A workers' compensation success story
Ellen Burke, Vice President of Human Resources, RiverSpring Health
At RiverSpring Health, we decided to enhance our Workers' Compensation process to ensure that the claims of our injured employees are effectively taken care of from the moment of the injury through to the employee's return to work. Managing the claims not only improves staff satisfaction and reduces time lost by injured employees, but also addresses the increasing costs of workers' compensation through more effective business operations.
The “Post Injury Management” rollout entailed creating a “Workers' Compensation Design Team." Our department heads, union delegates, workers' compensation carrier representative, and line staff partnered to focus on the redesign of our existing process.
When an employee is injured, the supervisor now has a bright neon yellow envelope (easier to find on our busy desks) which details all of the instructions that need to be followed — telephone numbers to the insurance company (as claims are reported ASAP), car service and nearby Urgent Care Centers. In a more extreme emergency, it also details our internal procedure for notifying 911. Our supervisors have already been trained on what to do, which makes our supervisors feel more confident and secure if one of their employees does become injured on the job.
Our enhanced process includes providing transportation to an Urgent Care Center, where appropriate, with which we have already established a relationship. This way, the injured employee does not have to try and find a health care provider that accepts Workers' Compensation or endure a long wait at an emergency room, resulting in wasted time and adding even more stress and anxiety to an already stressful situation.
The supervisor accompanies the employee to and from the Urgent Care Center. An injured employee may feel anxious, scared and concerned — as well as being in pain. Having the supervisor with the employee allows the employee to feel more secure and well taken care of.
When an injured employee is out of work, there is a potential that the injury will impact an organization's productivity, efficiency and overtime costs. In addition, the injured employee's morale may be impacted because the employee is not going to work. Supervisors call our injured employees on a regular basis to find out how they are feeling, let them know they are missed, and ensure connection, right through to his/her return to work.
The redesign of the workers' compensation process also includes a redesign of the Early Return to Work Program. Department Heads and union delegates teamed up to develop a bank of transitional tasks that will facilitate an injured employee's early return to work in situations where his/her position cannot be directly modified to a lighter physical requirement level. We created 27 transitional tasks! If the injured employee can return to work in a limited duty capacity, we have already identified many tasks that an injured employee can perform as they prepare to transition back to full duty — such as some clerical duties, answering call bells, serving food and visiting our residents. This way, our employees remain engaged. The longer an employee is out of work—such as more than 30 days — the less chance that the employee will ever come back to work.
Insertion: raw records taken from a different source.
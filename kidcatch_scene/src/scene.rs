// Headless catch-the-falling-objects round.
//
// The scene is driven entirely by `step(dt_ms, input)`; there is no clock of
// its own. Each step, in order:
//
//   1. apply input (pointer sets the catcher x, a held key nudges it),
//   2. hide the start banner once its time is up,
//   3. advance every falling item along its tween and resolve catches and
//      misses,
//   4. spawn new items for each full spawn interval elapsed,
//   5. count the round timer down in whole ticks, ending the round at zero.
//
// Items tween from `spawn_y` to `field_height + fall_overshoot` with a
// quadratic ease-out (fast start, slowing toward the bottom). An item is
// caught when it is within the catch radius of the catcher *and* inside the
// bottom catch zone; an item that finishes its tween uncaught is missed.
//
// All randomness (spawn x, fall duration) comes from a seeded `StdRng`, so
// a seed plus an input sequence replays exactly. `restart` reseeds.

use rand::rngs::StdRng;
use rand::{Rng, SeedableRng};
use serde::Serialize;
use tracing::{debug, info};

use kidcatch_mapping::ResolvedGame;

use crate::config::SceneConfig;

/// Player input for one step.
#[derive(Debug, Clone, Copy, PartialEq, Default)]
pub enum SceneInput {
    #[default]
    Idle,
    /// Pointer moved to this x.
    Pointer(f32),
    Left,
    Right,
}

#[derive(Debug, Clone, PartialEq, Serialize)]
#[serde(rename_all = "camelCase", rename_all_fields = "camelCase", tag = "event")]
pub enum SceneEvent {
    Spawned { id: u64, x: f32, duration_ms: u64 },
    Caught { id: u64, points: u32, score: u32 },
    Missed { id: u64 },
    BannerHidden,
    TimerTick { time_left: u32 },
    Ended(RoundSummary),
}

#[derive(Debug, Clone, Copy, PartialEq, Eq, Serialize)]
#[serde(rename_all = "camelCase")]
pub struct RoundSummary {
    pub score: u32,
    pub caught: u32,
    pub missed: u32,
    /// Rounded caught / (caught + missed); 0 when nothing fell.
    pub accuracy_percent: u32,
}

impl RoundSummary {
    fn from_counts(score: u32, caught: u32, missed: u32) -> Self {
        let total = caught + missed;
        let accuracy_percent = if total == 0 {
            0
        } else {
            (f64::from(caught) * 100.0 / f64::from(total)).round() as u32
        };
        Self {
            score,
            caught,
            missed,
            accuracy_percent,
        }
    }
}

/// One item in flight.
#[derive(Debug, Clone, PartialEq)]
pub struct FallingItem {
    pub id: u64,
    pub x: f32,
    pub y: f32,
    start_y: f32,
    end_y: f32,
    duration_ms: u64,
    elapsed_ms: u64,
}

impl FallingItem {
    fn advance(&mut self, dt_ms: u64) {
        self.elapsed_ms = (self.elapsed_ms + dt_ms).min(self.duration_ms);
        let t = self.elapsed_ms as f32 / self.duration_ms as f32;
        self.y = self.start_y + (self.end_y - self.start_y) * ease_out_quad(t);
    }

    fn finished(&self) -> bool {
        self.elapsed_ms >= self.duration_ms
    }
}

/// Quadratic ease-out on `[0, 1]`.
pub fn ease_out_quad(t: f32) -> f32 {
    let t = t.clamp(0.0, 1.0);
    1.0 - (1.0 - t) * (1.0 - t)
}

/// The text shown over the field for the first few seconds.
pub fn start_banner(game: &ResolvedGame) -> String {
    format!(
        "遊戲開始！\n用{}接住所有{}\n滑鼠或鍵盤控制移動",
        game.catcher.visual, game.object.visual
    )
}

/// End-of-round text.
pub fn end_message(game: &ResolvedGame, summary: &RoundSummary) -> String {
    format!(
        "遊戲結束！\n\n你用{}接了{}個{}！\n\n最終分數: {}\n錯過物品: {}\n準確率: {}%",
        game.catcher.visual,
        summary.caught,
        game.object.visual,
        summary.score,
        summary.missed,
        summary.accuracy_percent
    )
}

pub struct CatchScene {
    game: ResolvedGame,
    config: SceneConfig,
    seed: u64,
    rng: StdRng,
    catch_radius: f32,
    catcher_x: f32,
    items: Vec<FallingItem>,
    next_id: u64,
    score: u32,
    caught: u32,
    missed: u32,
    time_left: u32,
    elapsed_ms: u64,
    spawn_accum_ms: u64,
    timer_accum_ms: u64,
    banner_visible: bool,
    summary: Option<RoundSummary>,
}

impl CatchScene {
    pub fn new(game: ResolvedGame, config: SceneConfig, seed: u64) -> Self {
        let catch_radius = config.field().scale(game.params.catch_radius);
        let mut scene = Self {
            game,
            config,
            seed,
            rng: StdRng::seed_from_u64(seed),
            catch_radius,
            catcher_x: 0.0,
            items: Vec::new(),
            next_id: 0,
            score: 0,
            caught: 0,
            missed: 0,
            time_left: 0,
            elapsed_ms: 0,
            spawn_accum_ms: 0,
            timer_accum_ms: 0,
            banner_visible: true,
            summary: None,
        };
        scene.reset();
        scene
    }

    fn reset(&mut self) {
        self.rng = StdRng::seed_from_u64(self.seed);
        self.catcher_x = self.config.field_width / 2.0;
        self.items.clear();
        self.next_id = 0;
        self.score = 0;
        self.caught = 0;
        self.missed = 0;
        self.time_left = self.game.params.round_secs;
        self.elapsed_ms = 0;
        self.spawn_accum_ms = 0;
        self.timer_accum_ms = 0;
        self.banner_visible = self.config.banner_ms > 0;
        self.summary = None;
    }

    /// Back to the initial state, same seed.
    pub fn restart(&mut self) {
        info!(title = %self.game.configuration.game_title, "round restarted");
        self.reset();
    }

    pub fn game(&self) -> &ResolvedGame {
        &self.game
    }

    pub fn is_active(&self) -> bool {
        self.summary.is_none()
    }

    pub fn score(&self) -> u32 {
        self.score
    }

    pub fn time_left(&self) -> u32 {
        self.time_left
    }

    pub fn catcher_x(&self) -> f32 {
        self.catcher_x
    }

    pub fn catch_radius(&self) -> f32 {
        self.catch_radius
    }

    pub fn items(&self) -> &[FallingItem] {
        &self.items
    }

    pub fn banner(&self) -> Option<String> {
        self.banner_visible.then(|| start_banner(&self.game))
    }

    pub fn summary(&self) -> Option<&RoundSummary> {
        self.summary.as_ref()
    }

    pub fn step(&mut self, dt_ms: u64, input: SceneInput) -> Vec<SceneEvent> {
        let mut events = Vec::new();
        if !self.is_active() {
            return events;
        }

        self.apply_input(input);

        self.elapsed_ms += dt_ms;
        if self.banner_visible && self.elapsed_ms >= self.config.banner_ms {
            self.banner_visible = false;
            events.push(SceneEvent::BannerHidden);
        }

        self.advance_items(dt_ms, &mut events);

        let interval = self.game.params.spawn_interval_ms.max(1);
        self.spawn_accum_ms += dt_ms;
        while self.spawn_accum_ms >= interval {
            self.spawn_accum_ms -= interval;
            events.push(self.spawn());
        }

        let tick = self.config.timer_tick_ms.max(1);
        self.timer_accum_ms += dt_ms;
        while self.timer_accum_ms >= tick && self.is_active() {
            self.timer_accum_ms -= tick;
            self.time_left = self.time_left.saturating_sub(1);
            events.push(SceneEvent::TimerTick {
                time_left: self.time_left,
            });
            if self.time_left == 0 {
                events.push(self.end());
            }
        }

        events
    }

    fn apply_input(&mut self, input: SceneInput) {
        let step = self.config.catcher_speed * self.config.key_frame_secs;
        let x = match input {
            SceneInput::Idle => return,
            SceneInput::Pointer(x) => x,
            SceneInput::Left => self.catcher_x - step,
            SceneInput::Right => self.catcher_x + step,
        };
        self.catcher_x = self.config.clamp_catcher_x(x);
    }

    fn advance_items(&mut self, dt_ms: u64, events: &mut Vec<SceneEvent>) {
        let catcher_y = self.config.catcher_y();
        let zone_top = self.config.field_height - self.config.catch_zone;
        let points = self.game.params.points_per_catch;

        let mut kept = Vec::with_capacity(self.items.len());
        for mut item in std::mem::take(&mut self.items) {
            item.advance(dt_ms);
            let distance = (item.x - self.catcher_x).hypot(item.y - catcher_y);
            if distance < self.catch_radius && item.y > zone_top {
                self.score += points;
                self.caught += 1;
                debug!(id = item.id, score = self.score, "caught");
                events.push(SceneEvent::Caught {
                    id: item.id,
                    points,
                    score: self.score,
                });
            } else if item.finished() {
                self.missed += 1;
                events.push(SceneEvent::Missed { id: item.id });
            } else {
                kept.push(item);
            }
        }
        self.items = kept;
    }

    fn spawn(&mut self) -> SceneEvent {
        let margin = self.config.spawn_margin.round() as i32;
        let max_x = (self.config.field_width.round() as i32 - margin).max(margin);
        let x = self.rng.gen_range(margin..=max_x) as f32;
        let max_ms = self.config.fall_max_ms.max(self.config.fall_min_ms).max(1);
        let min_ms = self.config.fall_min_ms.clamp(1, max_ms);
        let duration_ms = self.rng.gen_range(min_ms..=max_ms);

        let id = self.next_id;
        self.next_id += 1;
        self.items.push(FallingItem {
            id,
            x,
            y: self.config.spawn_y,
            start_y: self.config.spawn_y,
            end_y: self.config.field_height + self.config.fall_overshoot,
            duration_ms,
            elapsed_ms: 0,
        });
        SceneEvent::Spawned { id, x, duration_ms }
    }

    fn end(&mut self) -> SceneEvent {
        self.items.clear();
        let summary = RoundSummary::from_counts(self.score, self.caught, self.missed);
        info!(
            score = summary.score,
            caught = summary.caught,
            missed = summary.missed,
            accuracy = summary.accuracy_percent,
            "round ended"
        );
        self.summary = Some(summary);
        SceneEvent::Ended(summary)
    }
}
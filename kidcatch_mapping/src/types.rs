// Core mapping types: lexicon entries, catcher sizes, color effects, and the
// per-input `Interpretation` record.
//
// These types are shared by every other crate in the workspace: the guide
// crate embeds them in prompts, the store persists the configuration they
// derive, and the scene crate reads glyphs and sizes from them. They were
// kept in one file so there is a single source of truth for the JSON shape
// of `data/catch_lexicon.json`.
//
// The type hierarchy is:
// - `EntryKind`: which table family an input is resolved against (object or catcher)
// - `CatcherSize`: small / medium / large, drives the catch radius
// - `ObjectEntry`: glyph + fall behavior + special effect + emotional value
// - `CatcherEntry`: glyph + size + special ability + emotional value
// - `LexiconEntry`: either of the above, for kind-agnostic callers
// - `ColorEffect`: visual effect, mood, gameplay impact, score factor
// - `MatchTier`: which resolution tier produced an entry
// - `Interpretation`: original input + tier + matched key + entry
//
// All field names serialize as camelCase so the same structs can be written
// straight into API responses consumed by the web client.

use serde::{Deserialize, Serialize};

/// Which lexicon family an input is resolved against.
#[derive(Debug, Clone, Copy, PartialEq, Eq, Hash, Serialize, Deserialize)]
#[serde(rename_all = "lowercase")]
pub enum EntryKind {
    /// A falling object ("what do we catch?").
    Object,
    /// A catching tool ("what do we catch it with?").
    Catcher,
}

/// Physical size class of a catcher.
#[derive(Debug, Clone, Copy, PartialEq, Eq, Hash, Serialize, Deserialize)]
#[serde(rename_all = "lowercase")]
pub enum CatcherSize {
    Small,
    Medium,
    Large,
}

/// How a falling object looks and behaves.
#[derive(Debug, Clone, PartialEq, Eq, Serialize, Deserialize)]
#[serde(rename_all = "camelCase")]
pub struct ObjectEntry {
    /// Display glyph (an emoji).
    pub visual: String,
    /// How the object falls.
    pub behavior: String,
    /// What happens when it is caught.
    pub special_effect: String,
    /// The feeling the object is meant to carry.
    pub emotional_value: String,
}

/// How a catching tool looks and what it can do.
#[derive(Debug, Clone, PartialEq, Eq, Serialize, Deserialize)]
#[serde(rename_all = "camelCase")]
pub struct CatcherEntry {
    pub visual: String,
    pub size: CatcherSize,
    pub special_ability: String,
    pub emotional_value: String,
}

/// A resolved entry of either kind.
#[derive(Debug, Clone, PartialEq, Eq, Serialize)]
#[serde(tag = "kind", rename_all = "lowercase")]
pub enum LexiconEntry {
    Object(ObjectEntry),
    Catcher(CatcherEntry),
}

impl LexiconEntry {
    /// The display glyph, regardless of kind. Never empty for entries
    /// produced by the interpreter.
    pub fn visual(&self) -> &str {
        match self {
            LexiconEntry::Object(e) => &e.visual,
            LexiconEntry::Catcher(e) => &e.visual,
        }
    }

    pub fn emotional_value(&self) -> &str {
        match self {
            LexiconEntry::Object(e) => &e.emotional_value,
            LexiconEntry::Catcher(e) => &e.emotional_value,
        }
    }

    pub fn kind(&self) -> EntryKind {
        match self {
            LexiconEntry::Object(_) => EntryKind::Object,
            LexiconEntry::Catcher(_) => EntryKind::Catcher,
        }
    }

    pub fn as_object(&self) -> Option<&ObjectEntry> {
        match self {
            LexiconEntry::Object(e) => Some(e),
            LexiconEntry::Catcher(_) => None,
        }
    }

    pub fn as_catcher(&self) -> Option<&CatcherEntry> {
        match self {
            LexiconEntry::Catcher(e) => Some(e),
            LexiconEntry::Object(_) => None,
        }
    }
}

/// Visual and gameplay effect of a named color.
#[derive(Debug, Clone, PartialEq, Eq, Serialize, Deserialize)]
#[serde(rename_all = "camelCase")]
pub struct ColorEffect {
    /// What the color does to the falling objects.
    pub effect: String,
    pub mood: String,
    pub game_impact: String,
    /// Multiplier applied to the base per-catch score before the difficulty
    /// multiplier. 1 for purely cosmetic colors.
    #[serde(default = "default_score_factor")]
    pub score_factor: u32,
}

fn default_score_factor() -> u32 {
    1
}

/// Which resolution tier produced an entry.
#[derive(Debug, Clone, Copy, PartialEq, Eq, Hash, Serialize, Deserialize)]
#[serde(rename_all = "lowercase")]
pub enum MatchTier {
    /// A hand-authored entry whose key occurs in the input.
    Predefined,
    /// A glyph-only keyword occurs in the input; text comes from a category template.
    Keyword,
    /// Nothing matched; the entry was synthesized around the raw input.
    Generic,
}

/// The resolved result for one free-text input.
#[derive(Debug, Clone, PartialEq, Eq, Serialize)]
#[serde(rename_all = "camelCase")]
pub struct Interpretation {
    /// The input exactly as given (not normalized).
    pub input: String,
    pub tier: MatchTier,
    /// The table key or keyword that matched, if any.
    pub matched_key: Option<String>,
    pub entry: LexiconEntry,
}
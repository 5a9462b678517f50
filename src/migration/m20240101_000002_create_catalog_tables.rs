use sea_orm_migration::prelude::*;

#[derive(DeriveMigrationName)]
pub struct Migration;

#[async_trait::async_trait]
impl MigrationTrait for Migration {
    async fn up(&self, manager: &SchemaManager) -> Result<(), DbErr> {
        manager
            .create_table(
                Table::create()
                    .table(Books::Table)
                    .if_not_exists()
                    .col(
                        ColumnDef::new(Books::Isbn)
                            .string()
                            .not_null()
                            .primary_key(),
                    )
                    .col(ColumnDef::new(Books::Title).string().not_null())
                    .col(ColumnDef::new(Books::Author).string().not_null())
                    .col(ColumnDef::new(Books::Price).float().not_null())
                    .col(ColumnDef::new(Books::Descriptions).text().not_null())
                    .col(ColumnDef::new(Books::Genre).string().not_null())
                    .to_owned(),
            )
            .await?;

        manager
            .create_table(
                Table::create()
                    .table(Reviews::Table)
                    .if_not_exists()
                    .col(
                        ColumnDef::new(Reviews::Id)
                            .integer()
                            .not_null()
                            .auto_increment()
                            .primary_key(),
                    )
                    .col(ColumnDef::new(Reviews::Isbn).string().not_null())
                    .col(ColumnDef::new(Reviews::Title).string().not_null())
                    .col(ColumnDef::new(Reviews::Rating).float().not_null())
                    .col(ColumnDef::new(Reviews::Price).float().not_null())
                    .col(ColumnDef::new(Reviews::Descriptions).text().not_null())
                    .col(ColumnDef::new(Reviews::AccountId).integer().not_null())
                    .col(
                        ColumnDef::new(Reviews::IsDeleted)
                            .boolean()
                            .not_null()
                            .default(false),
                    )
                    .col(
                        ColumnDef::new(Reviews::CreatedAt)
                            .timestamp_with_time_zone()
                            .not_null(),
                    )
                    .foreign_key(
                        ForeignKey::create()
                            .name("fk_reviews_book")
                            .from(Reviews::Table, Reviews::Isbn)
                            .to(Books::Table, Books::Isbn),
                    )
                    .to_owned(),
            )
            .await?;

        manager
            .create_index(
                Index::create()
                    .name("idx_reviews_isbn")
                    .table(Reviews::Table)
                    .col(Reviews::Isbn)
                    .to_owned(),
            )
            .await?;

        manager
            .create_index(
                Index::create()
                    .name("idx_reviews_account_id")
                    .table(Reviews::Table)
                    .col(Reviews::AccountId)
                    .to_owned(),
            )
            .await?;

        Ok(())
    }

    async fn down(&self, manager: &SchemaManager) -> Result<(), DbErr> {
        manager
            .drop_table(Table::drop().table(Reviews::Table).to_owned())
            .await?;
        manager
            .drop_table(Table::drop().table(Books::Table).to_owned())
            .await
    }
}

#[derive(DeriveIden)]
enum Books {
    Table,
    Isbn,
    Title,
    Author,
    Price,
    Descriptions,
    Genre,
}

#[derive(DeriveIden)]
enum Reviews {
    Table,
    Id,
    Isbn,
    Title,
    Rating,
    Price,
    Descriptions,
    AccountId,
    IsDeleted,
    CreatedAt,
}
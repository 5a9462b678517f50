use sea_orm::entity::prelude::*;

/// Activation state of an account.
///
/// Accounts start `Pending` and become `Active` once their activation token
/// is consumed. Only active accounts can log in.
#[derive(Copy, Clone, Debug, PartialEq, Eq, EnumIter, DeriveActiveEnum)]
#[sea_orm(rs_type = "String", db_type = "Text")]
pub enum AccountStatus {
    #[sea_orm(string_value = "pending")]
    Pending,
    #[sea_orm(string_value = "active")]
    Active,
}

/// Sea-ORM entity model for a registered account.
///
/// # Database Schema
///
/// | Column           | Type               | Description                            |
/// |------------------|--------------------|----------------------------------------|
/// | id               | INTEGER (PK)       | Account identifier                     |
/// | email            | TEXT (unique)      | Login email, trimmed                   |
/// | password_hash    | TEXT               | Argon2id PHC string                    |
/// | status           | TEXT               | `pending` or `active`                  |
/// | activation_token | TEXT NULL          | Cleared once the account is activated  |
/// | login_token      | TEXT NULL (unique) | Current session token, one per account |
/// | created_at       | TIMESTAMPTZ        | Registration time                      |
#[derive(Clone, Debug, PartialEq, Eq, DeriveEntityModel)]
#[sea_orm(table_name = "accounts")]
pub struct Model {
    #[sea_orm(primary_key)]
    pub id: i32,

    #[sea_orm(unique)]
    pub email: String,

    pub password_hash: String,

    pub status: AccountStatus,

    /// Single-use token mailed at registration.
    pub activation_token: Option<String>,

    /// Overwritten on every login, so only the newest session resolves.
    pub login_token: Option<String>,

    pub created_at: DateTimeWithTimeZone,
}

#[derive(Copy, Clone, Debug, EnumIter, DeriveRelation)]
pub enum Relation {}

impl ActiveModelBehavior for ActiveModel {}
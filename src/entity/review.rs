use sea_orm::entity::prelude::*;
use serde::{Deserialize, Serialize};

/// A review written by an account. Deletion only sets `is_deleted`.
#[derive(Clone, Debug, PartialEq, DeriveEntityModel, Serialize, Deserialize)]
#[sea_orm(table_name = "reviews")]
pub struct Model {
    #[sea_orm(primary_key)]
    pub id: i32,
    pub isbn: String,
    pub title: String,
    pub rating: f32,
    pub price: f32,
    pub descriptions: String,
    pub account_id: i32,
    pub is_deleted: bool,
    pub created_at: DateTimeWithTimeZone,
}

#[derive(Copy, Clone, Debug, EnumIter, DeriveRelation)]
pub enum Relation {}

impl ActiveModelBehavior for ActiveModel {}
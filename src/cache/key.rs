use std::fmt;

use serde::Serialize;
use sha2::{Digest, Sha256};

use crate::error::{Error, Result};

/// A structured cache key: `{prefix}:{operation}:{digest}`.
///
/// The digest is SHA-256 over the MessagePack encoding of the query
/// parameters, so user input never appears in the key itself and two queries
/// share an entry only when operation and parameters are identical.
#[derive(Debug, Clone, PartialEq, Eq, Hash)]
pub struct CacheKey(String);

impl CacheKey {
    pub fn new<P>(prefix: &str, operation: &str, params: &P) -> Result<Self>
    where
        P: Serialize + ?Sized,
    {
        let encoded = rmp_serde::to_vec(params).map_err(|e| Error::Encode(e.to_string()))?;
        let digest = Sha256::digest(&encoded);
        Ok(Self(format!("{prefix}:{operation}:{}", hex::encode(digest))))
    }

    pub fn as_str(&self) -> &str {
        &self.0
    }
}

impl fmt::Display for CacheKey {
    fn fmt(&self, f: &mut fmt::Formatter<'_>) -> fmt::Result {
        f.write_str(&self.0)
    }
}

#[cfg(test)]
mod tests {
    use super::*;

    #[derive(Serialize)]
    enum Query {
        All,
        ByIsbn(String),
    }

    #[test]
    fn key_is_prefixed_and_readable() {
        let key = CacheKey::new("bookstore", "books.all", &Query::All).unwrap();

        assert!(key.as_str().starts_with("bookstore:books.all:"));
        assert_eq!(key.as_str().len(), "bookstore:books.all:".len() + 64);
    }

    #[test]
    fn parameters_change_the_key() {
        let a = CacheKey::new("p", "books.by_isbn", &Query::ByIsbn("111".into())).unwrap();
        let b = CacheKey::new("p", "books.by_isbn", &Query::ByIsbn("222".into())).unwrap();
        let again = CacheKey::new("p", "books.by_isbn", &Query::ByIsbn("111".into())).unwrap();

        assert_ne!(a, b);
        assert_eq!(a, again);
    }

    #[test]
    fn raw_input_never_reaches_the_key() {
        let hostile = "' OR '1'='1";
        let key = CacheKey::new("p", "books.by_isbn", &Query::ByIsbn(hostile.into())).unwrap();

        assert!(!key.as_str().contains(hostile));
    }
}
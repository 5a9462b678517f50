use sea_orm::entity::prelude::*;
use serde::{Deserialize, Serialize};

/// A catalog book, keyed by ISBN.
///
/// Serializable so listing results can be stored in the cache as-is.
#[derive(Clone, Debug, PartialEq, DeriveEntityModel, Serialize, Deserialize)]
#[sea_orm(table_name = "books")]
pub struct Model {
    #[sea_orm(primary_key, auto_increment = false)]
    pub isbn: String,
    pub title: String,
    pub author: String,
    pub price: f32,
    pub descriptions: String,
    pub genre: String,
}

#[derive(Copy, Clone, Debug, EnumIter, DeriveRelation)]
pub enum Relation {}

impl ActiveModelBehavior for ActiveModel {}
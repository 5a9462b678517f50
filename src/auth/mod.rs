//! Token authority and the account flows built on it.
//!
//! [`TokenAuthority`] owns the binding of opaque tokens to accounts for the
//! three flows that use them: login sessions, account activation and password
//! reset links. [`AccountService`] adds password checks, registration and the
//! activity log on top.

mod accounts;
mod activity;
mod authority;
mod password;
mod token;

pub use accounts::{AccountService, Registration, Session};
pub use activity::{Activity, ActivityLog};
pub use authority::TokenAuthority;
pub use password::PasswordHasher;
pub use token::{extract_bearer, generate_token, Token, BEARER_PREFIX, TOKEN_LEN};

/// Account identifier as stored in the `accounts` table.
pub type AccountId = i32;

/// The account a request acts on behalf of.
///
/// Produced by [`TokenAuthority::authenticate`] and passed explicitly down the
/// call chain; nothing about the caller's identity is kept on shared state.
#[derive(Debug, Clone, Copy, PartialEq, Eq, Hash)]
pub struct Principal {
    pub account_id: AccountId,
}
Finally, we conduct a thorough Accident Analysis to ascertain what happened. This way, we can address any issues to prevent a reoccurrence and provide any retraining.
Overall, our success stories include a 26% decrease in the number of injured employees who lost time from work!
The new streamlined process and the continuous monitoring of incidents and claims have resulted in a more efficient Workers' Compensation program. Managers and employees feel better about the process, knowing that such a system is in place to guide them through a stressful time. According to Yamil Velazquez, director of secureity and environmental services, “My participation in the workers' comp process has provided me with the necessary focus, training and resources to properly respond to, investigate and manage staff reported injuries. This has been an enlightening experience for me and one that I am happy and fortunate to be a part of.”
Ellen Burke is the vice president of human resources at RiverSpring Health.